Rust – iron oxide – is a poor conductor of electricity, which is why an electronic device with a rusted battery usually won’t work. Despite this poor conductivity, an electron transferred to a particle of rust will use thermal energy to continually move or “hop” from one atom of iron to the next. Electron mobility in iron oxide can hold huge significance for a broad range of environment- and energy-related reactions, including reactions pertaining to uranium in groundwater and reactions pertaining to low-cost solar energy devices.  …

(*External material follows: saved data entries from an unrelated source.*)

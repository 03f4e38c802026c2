use askama::Template;
use axum::body::Body;
use axum::response::{IntoResponse, Response};
use http::{HeaderMap, HeaderName, HeaderValue, StatusCode, header};

use crate::calendar::{CalendarMonth, CalendarView, PresentDate};
use crate::schedule::ScheduleDay;

pub const WIDGET_TITLE: HeaderName = HeaderName::from_static("widget-title");
pub const WIDGET_CONTENT_TYPE: HeaderName = HeaderName::from_static("widget-content-type");

pub const ANIME_SCHEDULE_TITLE: &str = "Anime Schedule";
pub const CALENDAR_TITLE: &str = "Calendar";

#[derive(Template)]
#[template(path = "anime_schedule.html")]
struct AnimeScheduleTemplate<'a> {
    days: &'a [ScheduleDay],
}

#[derive(Template)]
#[template(path = "calendar.html")]
struct CalendarTemplate<'a> {
    name: &'a str,
    month: Option<&'a CalendarMonth>,
    today: &'a PresentDate,
    no_calendar: bool,
}

#[derive(Template)]
#[template(path = "calendar_not_found.html")]
struct CalendarNotFoundTemplate<'a> {
    name: &'a str,
}

pub fn render_anime_schedule(days: &[ScheduleDay]) -> askama::Result<String> {
    AnimeScheduleTemplate { days }.render()
}

pub fn render_calendar(view: &CalendarView<'_>) -> askama::Result<String> {
    CalendarTemplate {
        name: view.name,
        month: view.month,
        today: &view.today,
        no_calendar: view.no_calendar,
    }
    .render()
}

pub fn render_calendar_not_found(name: &str) -> askama::Result<String> {
    CalendarNotFoundTemplate { name }.render()
}

/// HTML fragment with the headers dashboard widgets read.
pub fn widget_response(title: &'static str, html: String) -> Response<Body> {
    let mut headers = HeaderMap::new();
    headers.insert(
        header::CONTENT_TYPE,
        HeaderValue::from_static("text/html; charset=utf-8"),
    );
    headers.insert(header::CACHE_CONTROL, HeaderValue::from_static("no-store"));
    headers.insert(WIDGET_TITLE, HeaderValue::from_static(title));
    headers.insert(WIDGET_CONTENT_TYPE, HeaderValue::from_static("html"));
    (StatusCode::OK, headers, html).into_response()
}

#[cfg(test)]
mod tests {
    use super::*;
    use crate::schedule::AnimeEvent;
    use chrono::NaiveDate;
    use pretty_assertions::assert_eq;

    fn sunday() -> Vec<ScheduleDay> {
        vec![ScheduleDay {
            label: "Sunday Oct 18".into(),
            events: vec![AnimeEvent {
                title: "Tom & Jerry <Reboot>".into(),
                episode_label: "EP5".into(),
                time_label: "1:00 AM".into(),
                timestamp: 1792285200,
                image_url: "https://img.test/tj.jpg".into(),
            }],
        }]
    }

    #[test]
    fn schedule_html_escapes_titles() {
        let html = render_anime_schedule(&sunday()).unwrap();
        assert!(html.contains("Sunday Oct 18"));
        assert!(html.contains("Tom &#38; Jerry &#60;Reboot&#62;"));
        assert!(html.contains(r#"data-dynamic-relative-time="1792285200""#));
        assert!(!html.contains("<Reboot>"));
    }

    #[test]
    fn empty_schedule_renders_placeholder_text() {
        let html = render_anime_schedule(&[]).unwrap();
        assert!(html.contains("No anime airing"));
    }

    #[test]
    fn calendar_marks_today_and_no_calendar() {
        let month = CalendarMonth {
            month: "October".into(),
            days: vec![],
        };
        let today = PresentDate::from_date(NaiveDate::from_ymd_opt(2026, 10, 18).unwrap());
        let view = CalendarView {
            name: "conventions",
            month: None,
            months: std::slice::from_ref(&month),
            today,
            no_calendar: true,
        };
        let html = render_calendar(&view).unwrap();
        assert!(html.contains("Sunday, October 18, 2026"));
        assert!(html.contains("No calendar for October"));
    }

    #[test]
    fn not_found_escapes_only_the_name() {
        let html = render_calendar_not_found("a<b").unwrap();
        assert_eq!(
            html.trim(),
            r#"<p class="color-negative">Calendar "a&#60;b" not found</p>"#
        );
    }

    #[test]
    fn widget_headers_are_set() {
        let response = widget_response(CALENDAR_TITLE, "<p>hi</p>".into());
        assert_eq!(response.status(), StatusCode::OK);
        assert_eq!(response.headers()[&WIDGET_TITLE], "Calendar");
        assert_eq!(response.headers()[&WIDGET_CONTENT_TYPE], "html");
    }
}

“We believe this work is the starting point for a new area of time-resolved geochemistry that seeks to understand chemical reaction mechanisms by making various kinds of movies that depict in real time how atoms and electrons move during reactions,” says Benjamin Gilbert, a geochemist with Berkeley Lab’s Earth Sciences Division and a co-founder of the Berkeley Nanogeoscience Center who led this research. “Using ultrafast pump-probe X-ray spectroscopy, we were able to measure the rates at which electrons are transported through spontaneous iron-to-iron hops in redox-active iron oxides. Our results showed that the rates depend on the structure of the iron oxide and confirmed that certain aspects of the current model of electron hopping in iron oxides are correct.”

The news item provides a wealth of detail about electron hopping and iron oxide but I was most intrigued by future applications,

Katz [Jordan Katz, the lead author, now with Denison University]  is excited about the application of these results to finding ways to use iron oxide for solar energy collection and conversion.

“Iron oxide is a semiconductor that is abundant, stable and environmentally friendly, and its properties are optimal for absorption of sunlight,” he says. “To use iron oxide for solar energy collection and conversion, however, it is critical to understand how electrons are transferred within the material, which when used in a conventional design is not highly conductive. Experiments such as this will help us to design new systems with novel nanostructured architectures that promote desired redox reactions, and suppress deleterious reactions in order to increase the efficiency of our device.”

I find rust quite attractive although, admittedly, very irritating at times. I have never before considered the possibility it might prove useful nor had I realized that it never rests (sleeps).